A. Yes. You can appeal a denial as long as the medical record is complete and compelling. You can improve your chances of overcoming any denial if you document the reason(s) for the surgery in the medical record, including the patient’s complaint(s) and prognosis.
If you are concerned that Medi-care will consider the surgery to be medically unnecessary and therefore noncovered, you may want to obtain an Advance Beneficiary Notice of Noncoverage before surgery. Explain to the patient why Medicare will likely deny the claim. Prior to surgery, ask the patient to assume financial responsibility for the charge and secure the patient’s signature on an ABN. You may collect your fee from the patient at the time of service or wait for a Medicare denial. If both the patient and Medicare pay, promptly refund the patient or show why Medicare paid in error.
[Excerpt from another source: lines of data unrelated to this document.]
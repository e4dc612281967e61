//! kqueue(2) backend, grounded on `mio::sys::unix::selector::kqueue`.
//!
//! Each readable/writable interest maps to its own `EVFILT_READ`/
//! `EVFILT_WRITE` filter registration, `EV_ADD | EV_ENABLE` to add,
//! `EV_DELETE` to remove — mirroring how mio drives kqueue one filter at a
//! time rather than folding both directions into a single `kevent`.

use std::io;
use std::os::fd::{AsRawFd, FromRawFd, OwnedFd, RawFd};
use std::ptr;
use std::time::Duration;

use crate::interest::Interest;

pub(crate) struct Selector {
    kq: OwnedFd,
}

impl Selector {
    pub(crate) const NAME: &'static str = "kqueue";

    pub(crate) fn new() -> io::Result<Selector> {
        let kq = unsafe { libc::kqueue() };
        if kq < 0 {
            return Err(io::Error::last_os_error());
        }
        // Close-on-exec, matching epoll's EPOLL_CLOEXEC default.
        unsafe {
            libc::fcntl(kq, libc::F_SETFD, libc::FD_CLOEXEC);
        }
        Ok(Selector {
            kq: unsafe { OwnedFd::from_raw_fd(kq) },
        })
    }

    fn apply(&self, changes: &[libc::kevent]) -> io::Result<()> {
        if changes.is_empty() {
            return Ok(());
        }
        let ret = unsafe {
            libc::kevent(
                self.kq.as_raw_fd(),
                changes.as_ptr(),
                changes.len() as i32,
                ptr::null_mut(),
                0,
                ptr::null(),
            )
        };
        if ret < 0 {
            return Err(io::Error::last_os_error());
        }
        Ok(())
    }

    fn change(fd: RawFd, filter: i16, flags: u16) -> libc::kevent {
        libc::kevent {
            ident: fd as usize,
            filter,
            flags,
            fflags: 0,
            data: 0,
            udata: ptr::null_mut(),
        }
    }

    pub(crate) fn register(&self, fd: RawFd, interest: Interest) -> io::Result<()> {
        self.reregister(fd, interest)
    }

    pub(crate) fn reregister(&self, fd: RawFd, interest: Interest) -> io::Result<()> {
        let mut changes = Vec::with_capacity(2);
        let read_flags = if interest.is_readable() {
            libc::EV_ADD | libc::EV_ENABLE
        } else {
            libc::EV_DELETE
        };
        changes.push(Self::change(fd, libc::EVFILT_READ, read_flags));
        let write_flags = if interest.is_writable() {
            libc::EV_ADD | libc::EV_ENABLE
        } else {
            libc::EV_DELETE
        };
        changes.push(Self::change(fd, libc::EVFILT_WRITE, write_flags));
        // EV_DELETE on a filter that was never added returns ENOENT; that's
        // expected whenever a registration only ever used one direction.
        for change in changes {
            if let Err(err) = self.apply(std::slice::from_ref(&change)) {
                let deleting = change.flags & libc::EV_DELETE != 0;
                if !(deleting && err.raw_os_error() == Some(libc::ENOENT)) {
                    return Err(err);
                }
            }
        }
        Ok(())
    }

    pub(crate) fn deregister(&self, fd: RawFd) -> io::Result<()> {
        for filter in [libc::EVFILT_READ, libc::EVFILT_WRITE] {
            let change = Self::change(fd, filter, libc::EV_DELETE);
            if let Err(err) = self.apply(std::slice::from_ref(&change)) {
                if err.raw_os_error() != Some(libc::ENOENT) {
                    return Err(err);
                }
            }
        }
        Ok(())
    }

    pub(crate) fn select(&self, buf: &mut EventBuf, timeout: Option<Duration>) -> io::Result<()> {
        let ts = timeout.map(|d| libc::timespec {
            tv_sec: d.as_secs() as libc::time_t,
            tv_nsec: d.subsec_nanos() as libc::c_long,
        });
        let ts_ptr = ts.as_ref().map(|t| t as *const _).unwrap_or(ptr::null());

        let n = unsafe {
            libc::kevent(
                self.kq.as_raw_fd(),
                ptr::null(),
                0,
                buf.events.as_mut_ptr(),
                buf.events.capacity() as i32,
                ts_ptr,
            )
        };
        if n < 0 {
            return Err(io::Error::last_os_error());
        }
        unsafe { buf.events.set_len(n as usize) };
        Ok(())
    }
}

pub(crate) struct EventBuf {
    events: Vec<libc::kevent>,
}

impl EventBuf {
    pub(crate) fn with_capacity(cap: usize) -> EventBuf {
        // `kevent(2)` writes directly into the spare capacity of this
        // buffer; `select` calls `set_len` afterwards once it knows how
        // many entries came back, so there is no need to pre-initialize.
        EventBuf {
            events: Vec::with_capacity(cap),
        }
    }

    pub(crate) fn len(&self) -> usize {
        self.events.len()
    }

    pub(crate) fn iter(&self) -> impl Iterator<Item = (RawFd, Interest)> + '_ {
        self.events.iter().map(|ev| {
            let mut interest = Interest::from_u8(0);
            match ev.filter {
                libc::EVFILT_READ => interest |= Interest::READABLE,
                libc::EVFILT_WRITE => interest |= Interest::WRITABLE,
                _ => {}
            }
            if ev.flags & libc::EV_EOF != 0 {
                interest |= Interest::READABLE;
            }
            (ev.ident as RawFd, interest)
        })
    }
}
Q. How often are these surgeries filed to Medicare?
A. Medicare data does not differentiate procedures performed by their diagnosis, so the available relevant data also includes lens exchanges and secondary IOLs performed for indications other than anisometropia. The most recent data published by CMS indicates that in 2009, 66985 was submitted and paid approximately 5,000 times. The 66986 code was submitted and paid approximately 5,700 times. This is a 4-percent increase from the 2008 data for the lens exchange.
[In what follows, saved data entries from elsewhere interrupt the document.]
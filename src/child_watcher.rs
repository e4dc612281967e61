//! C12: subprocess reaping, spec §4.9's "SIGCHLD-driven" requirement.
//!
//! A `ChildWatcher` is notified once when its pid exits and never again;
//! `SigchldWatcher` does this the way `trollius.unix_events.SafeChildWatcher`
//! does, by hooking `SIGCHLD` (through `signal::add_signal_handler`) and
//! reaping with a non-blocking, targeted `waitpid(pid, WNOHANG)` per
//! registered child rather than a single wildcard reap, so it never steals
//! an exit status some other part of the process (or process group) is
//! also waiting on.

use std::cell::RefCell;
use std::collections::HashMap;
use std::io;
use std::rc::Rc;

use crate::event_loop::EventLoop;
use crate::signal;

/// How a child process ended.
#[derive(Clone, Copy, Debug, PartialEq, Eq)]
pub enum ExitStatus {
    Exited(i32),
    Signaled(i32),
}

pub trait ChildWatcher {
    /// Registers interest in `pid`'s termination. `callback` runs exactly
    /// once, via `call_soon`, with the reaped status.
    fn add_child_handler<F>(&self, pid: libc::pid_t, callback: F)
    where
        F: FnOnce(ExitStatus) + 'static;

    fn remove_child_handler(&self, pid: libc::pid_t) -> bool;
}

struct Inner {
    event_loop: EventLoop,
    pending: HashMap<libc::pid_t, Box<dyn FnOnce(ExitStatus)>>,
}

/// The default `ChildWatcher`: one `SIGCHLD` handler shared by every tracked
/// pid on a given loop.
#[derive(Clone)]
pub struct SigchldWatcher {
    inner: Rc<RefCell<Inner>>,
}

impl SigchldWatcher {
    pub fn new(event_loop: &EventLoop) -> io::Result<SigchldWatcher> {
        let watcher = SigchldWatcher {
            inner: Rc::new(RefCell::new(Inner {
                event_loop: event_loop.clone(),
                pending: HashMap::new(),
            })),
        };
        let handler_watcher = watcher.clone();
        signal::add_signal_handler(event_loop, libc::SIGCHLD, move || {
            handler_watcher.reap_all();
        })?;
        Ok(watcher)
    }

    fn reap_all(&self) {
        let pids: Vec<libc::pid_t> = self.inner.borrow().pending.keys().copied().collect();
        for pid in pids {
            self.try_reap(pid);
        }
    }

    fn try_reap(&self, pid: libc::pid_t) {
        let mut status: libc::c_int = 0;
        let ret = unsafe { libc::waitpid(pid, &mut status, libc::WNOHANG) };
        if ret == 0 {
            return; // still running
        }
        if ret < 0 {
            // ECHILD: already reaped by someone else, or never existed.
            self.inner.borrow_mut().pending.remove(&pid);
            return;
        }
        let exit_status = if libc::WIFEXITED(status) {
            ExitStatus::Exited(libc::WEXITSTATUS(status))
        } else {
            ExitStatus::Signaled(libc::WTERMSIG(status))
        };
        if let Some(callback) = self.inner.borrow_mut().pending.remove(&pid) {
            self.inner.borrow().event_loop.call_soon(move || callback(exit_status));
        }
    }
}

impl ChildWatcher for SigchldWatcher {
    fn add_child_handler<F>(&self, pid: libc::pid_t, callback: F)
    where
        F: FnOnce(ExitStatus) + 'static,
    {
        self.inner.borrow_mut().pending.insert(pid, Box::new(callback));
        // The child may already have exited between `fork`/`posix_spawn`
        // and this call; catch that race with an immediate opportunistic
        // reap instead of waiting for the next `SIGCHLD`.
        self.try_reap(pid);
    }

    fn remove_child_handler(&self, pid: libc::pid_t) -> bool {
        self.inner.borrow_mut().pending.remove(&pid).is_some()
    }
}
Q. What are the options for pseudophakic patients who desire an improvement in accommodation?
A. For patients with adequate distance vision who desire improved near vision, a low-diopter IOL implanted as a piggyback lens is an option.
The procedure would be considered refractive surgery, and would not be covered by Medicare; therefore the beneficiary must agree to pay for the procedure and any associated services. The revised ABN or a Notice of Exclusion from Medicare Benefits serves this purpose. The facility and surgeon should each execute a waiver form as well.
Q. If the patient is paying for a refractive procedure, are we required to file a claim with Medicare?
A. No. Medicare rules dictate that a claim needs to be submitted for cosmetic procedures (including refractive surgery) only if the patient requests it. Since cosmetic surgery is statutorily non-covered by Medicare, you would include the modifier -GY (noncovered by statute) on the claim.
Q. When the procedure is considered refractive, are the fees limited to Medicare’s allowable or limiting charges?
A. No. Pricing for refractive surgery is a private matter between the surgeon and the patient, and between the facility and the patient. You may collect any amount that is agreeable to both parties.
Q. If the surgeon owns the ASC, must we segregate the ASC charges from the professional charges?
A. Yes. Each entity (i.e., clinic and facility) should file its own claim, even if owned by the same person or corporation. Medicare separates the clinic and the ASC by unique identification numbers. Contracts with other payers are discrete. Funds should not be comingled.
Q. What are the 2011 Medicare reimbursement rates for these procedures?
A. In 2011, the national Medicare Physician Fee Schedule allowable for 66986, lens exchange, is $823.45. For the ASC the amount is $927.29, and for the HOPD it is $1,637.15. The national Medicare physician fee schedule allowance for 66985, secondary IOL, is $687.77. For the ASC, the amount is $927.29, and for the HOPD it is $1,637.15. These amounts are adjusted by local wage indices. The ASC and HOPD amounts include payment for the IOL.